Home |  PublicationsEncyclopedia |  West Edmond Field

The Encyclopedia of Oklahoma History and Culture

WEST EDMOND FIELD.

The West Edmond Field was Oklahoma's most important oil discovery of the 1940s. It developed through the persistence of Ace Gutowsky, who claimed to know the location of potential oil fields by using so-called "doodlebug" techniques, a modification of the divining rod. He was convinced that oil was located to the west of the Edmond, Britton, and Oklahoma City fields, but reputable petroleum geologists dismissed his claims due to a lack of adequate geological and geophysical evidence.

Gutowsky found a backer for his project in D. D. Bourland of San Antonio, Texas. They spudded in on the Number One Wagner on January 2, 1943, in the NW 1/4 of the NW 1/4 of the SW 1/4 of Section 32, T14N-R4W, Oklahoma County, a few miles west of Edmond. The well came in on April 28 in the Hunton limestone at a depth of 6,950 feet for a twenty-four hour flow of 522 barrels of oil.

By the end of 1943 the field was crowded with drilling rigs, and eleven large wells were producing. Almost immediately pipeline service was established, with the bulk of the production going to the Champlin Oil Refinery at Enid. The West Edmond Field produced 7,752,000 barrels of oil in 1944 to temporarily bring the state's sagging oil production to 1.5 million barrels more than the previous year. The field contributed to yet another statewide increase of 15 million barrels in 1945.

Bobby D. Weaver

Bibliography

Kenny A. Franks, The Oklahoma Petroleum Industry (Norman: University of Oklahoma Press, 1980).

Carl Coke Rister, Oil! Titan of the Southwest (Norman: University of Oklahoma Press, 1949).


Browse By Topic

Petroleum Industry


Citation

The following (as per The Chicago Manual of Style, 17th edition) is the preferred citation for articles:
Bobby D. Weaver, “West Edmond Field,” The Encyclopedia of Oklahoma History and Culture, https://www.okhistory.org/publications/enc/entry?entry=WE013.

Published January 15, 2010

Copyright and Terms of Use

No part of this site may be construed as in the public domain.

Copyright to all articles and other content in the online and print versions of The Encyclopedia of Oklahoma History is held by the Oklahoma Historical Society (OHS). This includes individual articles (copyright to OHS by author assignment) and corporately (as a complete body of work), including web design, graphics, searching functions, and listing/browsing methods. Copyright to all of these materials is protected under United States and International law.

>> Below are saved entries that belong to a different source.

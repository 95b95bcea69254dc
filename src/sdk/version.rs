//! Version requirement matching.

use std::path::Path;

/// A version marker an SDK root must contain.
///
/// Matching is plain substring containment on the root path, so
/// `C:/VulkanSDK/1.2.170.0` satisfies `1.2.170.0` while a newer
/// `C:/VulkanSDK/1.3.204.1` does not. A marker that happens to be a prefix
/// of another version (e.g. `1.2.17` against `1.2.170.0`) also matches.
#[derive(Debug, Clone, PartialEq, Eq)]
pub struct VersionRequirement {
    marker: String,
}

impl VersionRequirement {
    /// Create a requirement for `marker`.
    pub fn new(marker: impl Into<String>) -> Self {
        Self {
            marker: marker.into(),
        }
    }

    /// The marker string.
    pub fn marker(&self) -> &str {
        &self.marker
    }

    /// Check if `location` contains the marker.
    pub fn is_satisfied_by(&self, location: &Path) -> bool {
        location.to_string_lossy().contains(&self.marker)
    }
}
//! sdk-bootstrap - Vulkan SDK provisioning for engine builds.
//!
//! Checks that the Vulkan SDK is installed at the version the engine
//! expects, offers to download and start the installer when it is not, and
//! unpacks the separately distributed debug libraries into the SDK root.
//!
//! # Modules
//!
//! - [`cli`] - Command-line interface and argument parsing
//! - [`config`] - Configuration loading and environment snapshot
//! - [`error`] - Error types and result aliases
//! - [`sdk`] - SDK checks, downloads, and extraction
//! - [`ui`] - Interactive prompts, spinners, and terminal output
//!
//! # Example
//!
//! ```
//! use std::collections::HashMap;
//! use sdk_bootstrap::config::{SdkConfig, SdkEnvironment};
//! use sdk_bootstrap::sdk::{default_context, SdkProvisioner, SdkStatus};
//!
//! let env = SdkEnvironment::from_map(HashMap::from([(
//!     "VULKAN_SDK".to_string(),
//!     "C:/VulkanSDK/1.3.204.1".to_string(),
//! )]));
//! let provisioner = SdkProvisioner::new(SdkConfig::default(), &env, default_context()).unwrap();
//!
//! assert!(matches!(provisioner.status(), SdkStatus::VersionMismatch { .. }));
//! ```

pub mod cli;
pub mod config;
pub mod error;
pub mod sdk;
pub mod ui;

pub use error::{BootstrapError, Result};
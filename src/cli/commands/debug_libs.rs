//! Debug libraries command implementation.
//!
//! The `sdk-bootstrap debug-libs` command unpacks the debug libraries into
//! the located SDK root, skipping the version check.

use crate::error::Result;
use crate::ui::UserInterface;

use super::dispatcher::{Command, CommandContext, CommandResult};

/// The debug-libs command implementation.
pub struct DebugLibsCommand {
    ctx: CommandContext,
}

impl DebugLibsCommand {
    /// Create a new debug-libs command.
    pub fn new(ctx: CommandContext) -> Self {
        Self { ctx }
    }
}

impl Command for DebugLibsCommand {
    fn execute(&self, ui: &mut dyn UserInterface) -> Result<CommandResult> {
        let provisioner = self.ctx.provisioner()?;
        let status = provisioner.ensure_located_debug_libraries(ui)?;
        tracing::debug!("debug libs: {:?}", status);
        Ok(CommandResult::success())
    }
}
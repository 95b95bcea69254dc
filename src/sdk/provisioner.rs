//! SDK provisioning flow.
//!
//! [`SdkProvisioner`] checks the located SDK against the required version,
//! offers to download and start the installer when it is missing or wrong,
//! and makes sure the debug libraries are unpacked into the SDK root.

use std::fs;
use std::path::{Path, PathBuf};
use std::time::Duration;

use crate::config::{SdkConfig, SdkEnvironment};
use crate::error::{BootstrapError, Result};
use crate::ui::{Prompt, UserInterface};

use super::archive::extract_zip;
use super::artifact::{format_bytes, ArtifactFetcher};
use super::launch::launch_detached;
use super::status::{
    DebugLibsStatus, InstallDecision, InstallerLaunch, ProvisionOutcome, SdkReport, SdkStatus,
    VersionCheck,
};
use super::version::VersionRequirement;

/// Key of the install confirmation prompt.
pub const INSTALL_PROMPT_KEY: &str = "install_sdk";

/// Mockable side effects for the provisioner.
pub struct ProvisionerContext<'a> {
    /// Start the downloaded installer without waiting for it.
    pub launch: &'a dyn Fn(&Path) -> InstallerLaunch,
}

/// Build the default `ProvisionerContext` for production use.
pub fn default_context() -> ProvisionerContext<'static> {
    ProvisionerContext {
        launch: &launch_detached,
    }
}

/// Checks and provisions the SDK described by an [`SdkConfig`].
pub struct SdkProvisioner<'a> {
    config: SdkConfig,
    location: Option<PathBuf>,
    requirement: VersionRequirement,
    fetcher: ArtifactFetcher,
    ctx: ProvisionerContext<'a>,
}

impl<'a> SdkProvisioner<'a> {
    /// Create a provisioner, reading the SDK root from `env`.
    pub fn new(
        config: SdkConfig,
        env: &SdkEnvironment,
        ctx: ProvisionerContext<'a>,
    ) -> Result<Self> {
        let location = env.path(&config.env_var);
        let requirement = VersionRequirement::new(config.required_version.clone());
        let fetcher = ArtifactFetcher::with_timeout(Duration::from_secs(config.timeout_secs))?;

        tracing::debug!(
            "{} from {}: {:?}",
            config.sdk_name,
            config.env_var,
            location
        );

        Ok(Self {
            config,
            location,
            requirement,
            fetcher,
            ctx,
        })
    }

    /// Use `root` as the SDK root instead of the environment variable.
    pub fn with_sdk_root(mut self, root: Option<PathBuf>) -> Self {
        if root.is_some() {
            self.location = root;
        }
        self
    }

    /// The configuration in use.
    pub fn config(&self) -> &SdkConfig {
        &self.config
    }

    /// The SDK root, if one was located. Not checked for existence.
    pub fn locate_installed_sdk(&self) -> Option<&Path> {
        self.location.as_deref()
    }

    /// Classify the located SDK without prompting or touching the filesystem.
    pub fn status(&self) -> SdkStatus {
        match &self.location {
            None => SdkStatus::NotInstalled,
            Some(location) if !self.requirement.is_satisfied_by(location) => {
                SdkStatus::VersionMismatch {
                    location: location.clone(),
                    required: self.requirement.marker().to_string(),
                }
            }
            Some(location) => SdkStatus::Satisfied {
                location: location.clone(),
            },
        }
    }

    /// Path of the library whose presence marks the debug libs as installed.
    pub fn debug_libs_marker(&self, location: &Path) -> PathBuf {
        location.join(&self.config.debug_libs.marker)
    }

    /// Read-only snapshot for reporting.
    pub fn report(&self) -> SdkReport {
        let status = self.status();
        SdkReport {
            sdk_name: self.config.sdk_name.clone(),
            env_var: self.config.env_var.clone(),
            required_version: self.config.required_version.clone(),
            location: self.location.clone(),
            status: status.key(),
            debug_libs_present: self
                .location
                .as_deref()
                .map(|l| self.debug_libs_marker(l).exists()),
        }
    }

    /// Check the SDK version, prompting to install when it is missing or wrong.
    pub fn verify_sdk_version(&self, ui: &mut dyn UserInterface) -> Result<VersionCheck> {
        let name = &self.config.sdk_name;
        let status = self.status();

        match &status {
            SdkStatus::NotInstalled => {
                ui.warning(&format!("You don't have the {} installed!", name));
            }
            SdkStatus::VersionMismatch { location, required } => {
                ui.message(&format!("Located {} at {}", name, location.display()));
                ui.warning(&format!(
                    "You don't have the correct {} version! (requires {})",
                    name, required
                ));
            }
            SdkStatus::Satisfied { location } => {
                ui.success(&format!("Correct {} located at {}", name, location.display()));
                return Ok(VersionCheck::Satisfied {
                    location: location.clone(),
                });
            }
        }

        let decision = self.prompt_and_install(ui)?;
        Ok(VersionCheck::Unsatisfied { status, decision })
    }

    /// Ask whether to install the SDK and do so if the user agrees.
    ///
    /// Either way the caller should stop: a declined install leaves no SDK,
    /// and an accepted one needs the tool re-run once the installer is done.
    pub fn prompt_and_install(&self, ui: &mut dyn UserInterface) -> Result<InstallDecision> {
        let prompt = Prompt::new(
            INSTALL_PROMPT_KEY,
            &format!("Would you like to install the {}?", self.config.sdk_name),
        );

        if !ui.confirm(&prompt)? {
            tracing::info!("User declined {} install", self.config.sdk_name);
            return Ok(InstallDecision::Declined);
        }

        let launch = self.install_sdk(ui)?;
        Ok(InstallDecision::InstallerStarted {
            installer: self.config.installer.path.clone(),
            launch,
        })
    }

    /// Download the installer and start it.
    pub fn install_sdk(&self, ui: &mut dyn UserInterface) -> Result<InstallerLaunch> {
        let installer = &self.config.installer;
        let name = &self.config.sdk_name;

        if let Some(parent) = installer.path.parent() {
            fs::create_dir_all(parent)?;
        }

        ui.message(&format!(
            "Downloading {} to {}",
            installer.url,
            installer.path.display()
        ));
        if installer.sha256.is_none() {
            tracing::debug!("No checksum configured for {}", installer.url);
        }

        let mut spinner = ui.start_spinner(&format!("Downloading {} installer", name));
        let result = self.fetcher.download_to_file(
            &installer.url,
            &installer.path,
            installer.sha256.as_deref(),
            &mut |progress| spinner.set_message(&format!("Downloading {}", progress)),
        );
        match result {
            Ok(bytes) => spinner.finish_success(&format!("Done! ({})", format_bytes(bytes))),
            Err(e) => {
                spinner.finish_error("Download failed");
                return Err(e);
            }
        }

        ui.message(&format!("Running {} installer...", name));
        let launch = (self.ctx.launch)(&installer.path);
        if let InstallerLaunch::Failed { message } = &launch {
            ui.error(&format!(
                "Could not start {}: {}",
                installer.path.display(),
                message
            ));
            ui.message("Run the installer manually.");
        }
        ui.message("Re-run this tool after installation");

        Ok(launch)
    }

    /// Make sure the debug libraries are unpacked under `location`.
    ///
    /// Does nothing (and makes no network request) when the marker library
    /// already exists.
    pub fn ensure_debug_libraries(
        &self,
        location: &Path,
        ui: &mut dyn UserInterface,
    ) -> Result<DebugLibsStatus> {
        let name = &self.config.sdk_name;
        let debug_libs = &self.config.debug_libs;
        let marker = self.debug_libs_marker(location);

        let status = if marker.exists() {
            DebugLibsStatus::AlreadyPresent
        } else {
            ui.warning(&format!(
                "No {} debug libs found. (Checked {})",
                name,
                marker.display()
            ));
            ui.message(&format!("Downloading {}", debug_libs.url));

            let mut spinner = ui.start_spinner(&format!("Downloading {} debug libs", name));
            let bytes = match self
                .fetcher
                .fetch_bytes(&debug_libs.url, debug_libs.sha256.as_deref())
            {
                Ok(bytes) => bytes,
                Err(e) => {
                    spinner.finish_error("Download failed");
                    return Err(e);
                }
            };

            spinner.set_message(&format!("Extracting into {}", location.display()));
            let written = match extract_zip(&bytes, location, &debug_libs.url) {
                Ok(written) => written,
                Err(e) => {
                    spinner.finish_error("Extraction failed");
                    return Err(e);
                }
            };
            spinner.finish_success(&format!(
                "Extracted {} files ({})",
                written.len(),
                format_bytes(bytes.len() as u64)
            ));

            if ui.output_mode().shows_detail() {
                for file in &written {
                    ui.message(&format!("  {}", file.display()));
                }
            }
            if !marker.exists() {
                ui.warning(&format!(
                    "Archive did not contain {}",
                    debug_libs.marker.display()
                ));
            }

            DebugLibsStatus::Extracted {
                entries: written.len(),
            }
        };

        ui.success(&format!(
            "{} debug libs located at {}",
            name,
            location.display()
        ));
        Ok(status)
    }

    /// Run the debug-library check against the located SDK root.
    pub fn ensure_located_debug_libraries(
        &self,
        ui: &mut dyn UserInterface,
    ) -> Result<DebugLibsStatus> {
        let location = self
            .locate_installed_sdk()
            .ok_or_else(|| BootstrapError::SdkNotLocated {
                sdk: self.config.sdk_name.clone(),
                env_var: self.config.env_var.clone(),
            })?;
        self.ensure_debug_libraries(location, ui)
    }

    /// Full flow: verify the version, then ensure debug libraries.
    pub fn run(&self, ui: &mut dyn UserInterface) -> Result<ProvisionOutcome> {
        match self.verify_sdk_version(ui)? {
            VersionCheck::Satisfied { location } => {
                let debug_libs = self.ensure_debug_libraries(&location, ui)?;
                Ok(ProvisionOutcome::Ready {
                    location,
                    debug_libs,
                })
            }
            VersionCheck::Unsatisfied { status, decision } => {
                Ok(ProvisionOutcome::Unsatisfied { status, decision })
            }
        }
    }
}
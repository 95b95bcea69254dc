//! Interactive user interface components.
//!
//! This module provides:
//! - [`UserInterface`] trait for UI abstraction
//! - [`TerminalUI`] for interactive terminal usage
//! - [`NonInteractiveUI`] for CI/headless environments
//! - [`MockUI`] for capturing interactions in tests
//!
//! # Example
//!
//! ```
//! use sdk_bootstrap::ui::{MockUI, Prompt, UserInterface};
//!
//! let mut ui = MockUI::new();
//! ui.set_prompt_response("install_sdk", "yes");
//!
//! let answer = ui.confirm(&Prompt::new("install_sdk", "Install?")).unwrap();
//! assert!(answer);
//! ```

pub mod mock;
pub mod non_interactive;
pub mod output;
pub mod prompts;
pub mod spinner;
pub mod terminal;
pub mod theme;

pub use mock::{MockSpinner, MockUI};
pub use non_interactive::{NonInteractiveUI, PROMPT_ENV_PREFIX};
pub use output::OutputMode;
pub use prompts::prompt_confirm;
pub use spinner::ProgressSpinner;
pub use terminal::{create_ui, TerminalUI};
pub use theme::{BootstrapTheme, Tone};

use crate::error::Result;

/// Trait for user interface interactions.
///
/// This trait allows mocking the UI in tests.
pub trait UserInterface {
    /// Get the current output mode.
    fn output_mode(&self) -> OutputMode;

    /// Display a message to the user.
    fn message(&mut self, msg: &str);

    /// Display a success message.
    fn success(&mut self, msg: &str);

    /// Display a warning message.
    fn warning(&mut self, msg: &str);

    /// Display an error message.
    fn error(&mut self, msg: &str);

    /// Ask a yes/no question.
    fn confirm(&mut self, prompt: &Prompt) -> Result<bool>;

    /// Start a spinner for an operation.
    fn start_spinner(&mut self, message: &str) -> Box<dyn SpinnerHandle>;

    /// Show a header/banner.
    fn show_header(&mut self, title: &str);

    /// Check if running in interactive mode.
    fn is_interactive(&self) -> bool;
}

/// Handle for controlling a spinner.
pub trait SpinnerHandle {
    /// Update the spinner message.
    fn set_message(&mut self, msg: &str);

    /// Mark the operation as successful.
    fn finish_success(&mut self, msg: &str);

    /// Mark the operation as failed.
    fn finish_error(&mut self, msg: &str);
}

/// A yes/no question to show to the user.
#[derive(Debug, Clone, PartialEq, Eq)]
pub struct Prompt {
    /// Unique key for the prompt (used for env overrides and test lookup).
    pub key: String,
    /// The question to display.
    pub question: String,
    /// Answer used when the user just presses enter, or when no one can answer.
    pub default: bool,
}

impl Prompt {
    /// Create a prompt that defaults to "no".
    pub fn new(key: &str, question: &str) -> Self {
        Self {
            key: key.to_string(),
            question: question.to_string(),
            default: false,
        }
    }
}

/// Interpret a free-form answer as yes/no.
///
/// Returns `None` for anything that isn't a recognised token.
pub fn parse_answer(answer: &str) -> Option<bool> {
    match answer.trim().to_lowercase().as_str() {
        "y" | "yes" | "true" | "1" => Some(true),
        "n" | "no" | "false" | "0" => Some(false),
        _ => None,
    }
}
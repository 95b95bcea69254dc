//! Environment snapshot.
//!
//! The process environment is read once in `main` and passed down as an
//! [`SdkEnvironment`], so tests can supply their own variables without
//! mutating the real environment.

use std::collections::HashMap;
use std::path::PathBuf;

/// Variables that indicate a CI runner.
const CI_VARS: &[&str] = &[
    "CI",
    "GITHUB_ACTIONS",
    "GITLAB_CI",
    "CIRCLECI",
    "TRAVIS",
    "JENKINS_URL",
];

/// An immutable view of environment variables.
#[derive(Debug, Clone, Default)]
pub struct SdkEnvironment {
    vars: HashMap<String, String>,
}

impl SdkEnvironment {
    /// Snapshot the current process environment.
    pub fn from_process() -> Self {
        Self {
            vars: std::env::vars().collect(),
        }
    }

    /// Build from an explicit map (for testing).
    pub fn from_map(vars: HashMap<String, String>) -> Self {
        Self { vars }
    }

    /// Look up a variable. Empty values are treated as unset.
    pub fn get(&self, name: &str) -> Option<&str> {
        self.vars
            .get(name)
            .map(String::as_str)
            .filter(|v| !v.is_empty())
    }

    /// Read a variable as a path.
    pub fn path(&self, name: &str) -> Option<PathBuf> {
        self.get(name).map(PathBuf::from)
    }

    /// All variables starting with `prefix`.
    pub fn with_prefix(&self, prefix: &str) -> HashMap<String, String> {
        self.vars
            .iter()
            .filter(|(k, _)| k.starts_with(prefix))
            .map(|(k, v)| (k.clone(), v.clone()))
            .collect()
    }

    /// Check if running under a CI system.
    pub fn is_ci(&self) -> bool {
        CI_VARS.iter().any(|v| self.vars.contains_key(*v))
    }
}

Users agree not to download, copy, modify, sell, lease, rent, reprint, or otherwise distribute these materials, or to link to these materials on another web site, without authorization of the Oklahoma Historical Society. Individual users must determine if their use of the Materials falls under United States copyright law's "Fair Use" guidelines and does not infringe on the proprietary rights of the Oklahoma Historical Society as the legal copyright holder of The Encyclopedia of Oklahoma History and part or in whole.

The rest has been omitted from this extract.